(Saved data entries)

• • • • • • •

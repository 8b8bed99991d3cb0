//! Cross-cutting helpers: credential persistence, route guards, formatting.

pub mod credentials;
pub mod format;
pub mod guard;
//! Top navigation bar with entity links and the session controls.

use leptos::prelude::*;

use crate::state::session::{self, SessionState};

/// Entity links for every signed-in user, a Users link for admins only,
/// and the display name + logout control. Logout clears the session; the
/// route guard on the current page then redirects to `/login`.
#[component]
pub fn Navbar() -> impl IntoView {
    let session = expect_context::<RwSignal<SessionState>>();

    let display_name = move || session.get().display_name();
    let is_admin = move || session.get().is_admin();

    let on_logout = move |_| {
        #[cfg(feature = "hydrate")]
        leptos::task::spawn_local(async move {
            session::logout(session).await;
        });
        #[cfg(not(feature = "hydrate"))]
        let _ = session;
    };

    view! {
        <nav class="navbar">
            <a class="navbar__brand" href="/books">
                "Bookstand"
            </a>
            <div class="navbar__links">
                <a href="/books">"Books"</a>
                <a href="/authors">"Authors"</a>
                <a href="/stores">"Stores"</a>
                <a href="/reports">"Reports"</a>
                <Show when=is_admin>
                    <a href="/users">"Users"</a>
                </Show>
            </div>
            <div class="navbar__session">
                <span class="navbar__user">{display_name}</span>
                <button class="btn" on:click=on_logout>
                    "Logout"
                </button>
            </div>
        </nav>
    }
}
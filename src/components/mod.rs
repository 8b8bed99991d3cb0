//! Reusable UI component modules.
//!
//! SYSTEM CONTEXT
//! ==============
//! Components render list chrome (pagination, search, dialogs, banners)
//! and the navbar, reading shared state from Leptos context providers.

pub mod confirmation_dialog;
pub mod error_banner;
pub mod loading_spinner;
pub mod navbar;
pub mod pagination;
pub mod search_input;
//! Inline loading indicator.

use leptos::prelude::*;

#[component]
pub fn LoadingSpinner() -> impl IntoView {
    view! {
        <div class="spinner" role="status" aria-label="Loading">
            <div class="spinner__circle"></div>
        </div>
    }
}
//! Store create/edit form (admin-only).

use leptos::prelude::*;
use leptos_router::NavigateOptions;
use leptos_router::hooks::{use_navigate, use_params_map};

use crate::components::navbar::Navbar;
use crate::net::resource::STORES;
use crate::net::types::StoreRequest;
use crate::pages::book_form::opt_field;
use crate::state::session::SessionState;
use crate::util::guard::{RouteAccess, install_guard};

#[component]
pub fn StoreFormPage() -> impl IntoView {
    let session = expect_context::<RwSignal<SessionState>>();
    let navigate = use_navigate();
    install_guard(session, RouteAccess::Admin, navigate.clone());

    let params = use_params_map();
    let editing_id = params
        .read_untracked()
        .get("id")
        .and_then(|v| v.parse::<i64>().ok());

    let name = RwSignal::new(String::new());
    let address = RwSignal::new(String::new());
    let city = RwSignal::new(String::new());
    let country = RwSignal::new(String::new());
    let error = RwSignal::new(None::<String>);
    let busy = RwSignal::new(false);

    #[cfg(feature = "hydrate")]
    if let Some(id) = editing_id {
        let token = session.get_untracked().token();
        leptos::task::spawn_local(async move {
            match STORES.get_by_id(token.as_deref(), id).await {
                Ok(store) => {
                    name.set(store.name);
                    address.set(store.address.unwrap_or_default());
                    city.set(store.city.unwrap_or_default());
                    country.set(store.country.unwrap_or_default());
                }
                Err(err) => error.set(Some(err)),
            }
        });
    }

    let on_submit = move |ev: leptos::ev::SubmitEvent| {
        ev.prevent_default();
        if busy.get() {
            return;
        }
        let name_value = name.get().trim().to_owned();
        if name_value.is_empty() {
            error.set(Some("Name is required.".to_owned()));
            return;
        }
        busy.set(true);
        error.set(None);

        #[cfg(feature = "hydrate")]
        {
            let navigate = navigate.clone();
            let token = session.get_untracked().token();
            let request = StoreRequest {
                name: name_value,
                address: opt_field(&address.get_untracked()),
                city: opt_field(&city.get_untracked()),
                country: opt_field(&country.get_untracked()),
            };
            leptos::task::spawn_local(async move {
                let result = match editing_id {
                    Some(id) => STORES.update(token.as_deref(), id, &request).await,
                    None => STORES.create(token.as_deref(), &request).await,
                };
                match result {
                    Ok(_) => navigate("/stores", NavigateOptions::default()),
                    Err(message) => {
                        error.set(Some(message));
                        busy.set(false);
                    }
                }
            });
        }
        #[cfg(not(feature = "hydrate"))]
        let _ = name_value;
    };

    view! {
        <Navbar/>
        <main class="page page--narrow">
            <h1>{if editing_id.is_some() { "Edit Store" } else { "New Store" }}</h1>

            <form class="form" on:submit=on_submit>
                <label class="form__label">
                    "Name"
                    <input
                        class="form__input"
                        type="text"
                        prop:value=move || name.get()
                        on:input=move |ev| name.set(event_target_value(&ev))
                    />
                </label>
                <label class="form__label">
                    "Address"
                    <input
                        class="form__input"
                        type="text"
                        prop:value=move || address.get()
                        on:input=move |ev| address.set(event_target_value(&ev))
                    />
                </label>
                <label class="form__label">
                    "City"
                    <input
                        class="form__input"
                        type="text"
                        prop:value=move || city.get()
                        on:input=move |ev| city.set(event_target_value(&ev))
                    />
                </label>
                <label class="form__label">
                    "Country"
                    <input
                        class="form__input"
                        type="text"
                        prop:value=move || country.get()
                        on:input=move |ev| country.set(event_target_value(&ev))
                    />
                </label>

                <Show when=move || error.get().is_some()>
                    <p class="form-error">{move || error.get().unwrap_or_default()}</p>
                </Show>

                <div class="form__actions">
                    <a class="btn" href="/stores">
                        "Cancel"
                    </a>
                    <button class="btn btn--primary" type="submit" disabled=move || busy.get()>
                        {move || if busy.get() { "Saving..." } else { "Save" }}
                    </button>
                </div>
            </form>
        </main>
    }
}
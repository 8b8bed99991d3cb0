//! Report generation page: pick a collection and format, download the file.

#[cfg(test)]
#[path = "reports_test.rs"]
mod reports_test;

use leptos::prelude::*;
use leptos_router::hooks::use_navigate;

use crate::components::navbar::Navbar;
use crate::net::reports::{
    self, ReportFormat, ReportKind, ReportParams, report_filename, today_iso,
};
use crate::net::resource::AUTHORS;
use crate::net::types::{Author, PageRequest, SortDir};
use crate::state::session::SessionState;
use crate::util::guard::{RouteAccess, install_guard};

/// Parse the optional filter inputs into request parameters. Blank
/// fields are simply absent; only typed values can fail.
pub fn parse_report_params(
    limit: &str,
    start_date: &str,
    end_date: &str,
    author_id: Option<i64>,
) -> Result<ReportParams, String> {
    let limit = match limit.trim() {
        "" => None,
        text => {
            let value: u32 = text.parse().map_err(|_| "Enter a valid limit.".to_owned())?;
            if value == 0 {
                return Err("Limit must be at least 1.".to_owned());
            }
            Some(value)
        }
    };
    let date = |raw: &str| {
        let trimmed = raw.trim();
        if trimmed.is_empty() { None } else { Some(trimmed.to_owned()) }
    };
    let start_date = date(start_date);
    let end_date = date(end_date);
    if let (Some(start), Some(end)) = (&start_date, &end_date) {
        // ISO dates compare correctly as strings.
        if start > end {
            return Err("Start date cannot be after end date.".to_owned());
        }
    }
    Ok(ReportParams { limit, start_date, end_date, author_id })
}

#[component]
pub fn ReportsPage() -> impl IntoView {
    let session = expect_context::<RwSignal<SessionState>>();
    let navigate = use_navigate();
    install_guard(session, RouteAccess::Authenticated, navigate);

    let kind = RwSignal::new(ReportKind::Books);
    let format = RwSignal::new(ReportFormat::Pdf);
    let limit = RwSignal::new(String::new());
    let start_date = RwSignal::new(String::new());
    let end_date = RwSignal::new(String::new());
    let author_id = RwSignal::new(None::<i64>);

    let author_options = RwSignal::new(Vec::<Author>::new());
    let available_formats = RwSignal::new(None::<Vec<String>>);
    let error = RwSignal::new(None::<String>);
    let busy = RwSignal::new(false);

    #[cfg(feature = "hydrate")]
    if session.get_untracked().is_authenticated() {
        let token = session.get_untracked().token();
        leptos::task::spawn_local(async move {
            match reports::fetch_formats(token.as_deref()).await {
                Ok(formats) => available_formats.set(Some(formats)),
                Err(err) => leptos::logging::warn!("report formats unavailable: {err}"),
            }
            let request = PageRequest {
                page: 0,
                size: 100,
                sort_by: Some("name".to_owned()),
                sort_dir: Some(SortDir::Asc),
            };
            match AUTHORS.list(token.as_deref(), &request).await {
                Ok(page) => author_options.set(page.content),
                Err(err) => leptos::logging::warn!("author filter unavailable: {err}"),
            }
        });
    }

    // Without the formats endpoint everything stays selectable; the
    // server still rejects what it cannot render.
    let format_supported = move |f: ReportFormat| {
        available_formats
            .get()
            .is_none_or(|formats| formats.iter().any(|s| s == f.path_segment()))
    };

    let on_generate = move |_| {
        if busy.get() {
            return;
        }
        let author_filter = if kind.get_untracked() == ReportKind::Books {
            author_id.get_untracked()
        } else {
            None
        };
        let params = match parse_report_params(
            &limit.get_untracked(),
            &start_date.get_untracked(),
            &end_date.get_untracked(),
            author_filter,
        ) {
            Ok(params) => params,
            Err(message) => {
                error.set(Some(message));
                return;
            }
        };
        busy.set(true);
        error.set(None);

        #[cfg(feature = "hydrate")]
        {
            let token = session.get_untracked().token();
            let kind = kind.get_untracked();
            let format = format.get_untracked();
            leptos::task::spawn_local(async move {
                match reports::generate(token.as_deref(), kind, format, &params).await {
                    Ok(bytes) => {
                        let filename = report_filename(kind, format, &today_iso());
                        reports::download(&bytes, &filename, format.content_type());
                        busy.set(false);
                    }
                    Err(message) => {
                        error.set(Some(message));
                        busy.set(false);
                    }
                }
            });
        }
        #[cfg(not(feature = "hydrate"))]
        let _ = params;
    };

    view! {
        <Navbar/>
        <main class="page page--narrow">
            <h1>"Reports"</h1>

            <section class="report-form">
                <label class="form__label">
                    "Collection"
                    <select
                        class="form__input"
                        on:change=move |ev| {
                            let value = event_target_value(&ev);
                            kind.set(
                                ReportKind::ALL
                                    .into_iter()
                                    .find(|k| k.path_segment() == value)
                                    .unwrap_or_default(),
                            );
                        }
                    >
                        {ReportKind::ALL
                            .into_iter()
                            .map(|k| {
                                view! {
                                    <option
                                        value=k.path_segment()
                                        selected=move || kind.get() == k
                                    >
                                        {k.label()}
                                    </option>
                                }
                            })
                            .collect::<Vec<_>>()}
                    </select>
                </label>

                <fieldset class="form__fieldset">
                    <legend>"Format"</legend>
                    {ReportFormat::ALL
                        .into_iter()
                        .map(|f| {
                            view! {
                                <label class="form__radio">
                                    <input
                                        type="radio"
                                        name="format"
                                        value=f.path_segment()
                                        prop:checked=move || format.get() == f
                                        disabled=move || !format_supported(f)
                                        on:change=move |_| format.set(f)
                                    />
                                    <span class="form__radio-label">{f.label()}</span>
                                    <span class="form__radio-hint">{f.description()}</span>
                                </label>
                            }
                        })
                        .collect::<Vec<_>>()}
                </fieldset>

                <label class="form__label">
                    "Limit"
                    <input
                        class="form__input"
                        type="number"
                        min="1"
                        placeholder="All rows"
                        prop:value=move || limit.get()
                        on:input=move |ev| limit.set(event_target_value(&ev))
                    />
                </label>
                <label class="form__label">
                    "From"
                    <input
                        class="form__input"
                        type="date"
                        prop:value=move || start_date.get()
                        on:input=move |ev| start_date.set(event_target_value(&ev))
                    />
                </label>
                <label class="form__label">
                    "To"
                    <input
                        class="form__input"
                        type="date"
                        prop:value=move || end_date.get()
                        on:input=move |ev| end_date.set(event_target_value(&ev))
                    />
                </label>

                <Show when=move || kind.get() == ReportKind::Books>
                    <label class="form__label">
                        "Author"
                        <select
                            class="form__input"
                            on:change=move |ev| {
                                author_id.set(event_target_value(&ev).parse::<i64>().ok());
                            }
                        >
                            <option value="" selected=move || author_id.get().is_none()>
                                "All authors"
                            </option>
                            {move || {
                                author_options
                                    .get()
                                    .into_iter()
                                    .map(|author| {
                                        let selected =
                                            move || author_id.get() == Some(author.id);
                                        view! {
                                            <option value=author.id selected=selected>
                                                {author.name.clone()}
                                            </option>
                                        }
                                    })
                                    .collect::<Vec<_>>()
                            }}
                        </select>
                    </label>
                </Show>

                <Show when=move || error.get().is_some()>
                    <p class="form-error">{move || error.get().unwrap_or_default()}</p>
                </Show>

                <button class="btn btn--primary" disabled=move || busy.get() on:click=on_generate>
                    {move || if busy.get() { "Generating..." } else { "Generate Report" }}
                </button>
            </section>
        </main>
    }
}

• • • • • • •

Could you filter the entries above for lines holding the string "await" and copy them?

            session::logout(session).await;
            match STORES.get_by_id(token.as_deref(), id).await {
                    Some(id) => STORES.update(token.as_deref(), id, &request).await,
                    None => STORES.create(token.as_deref(), &request).await,
            match reports::fetch_formats(token.as_deref()).await {
            match AUTHORS.list(token.as_deref(), &request).await {
                match reports::generate(token.as_deref(), kind, format, &params).await {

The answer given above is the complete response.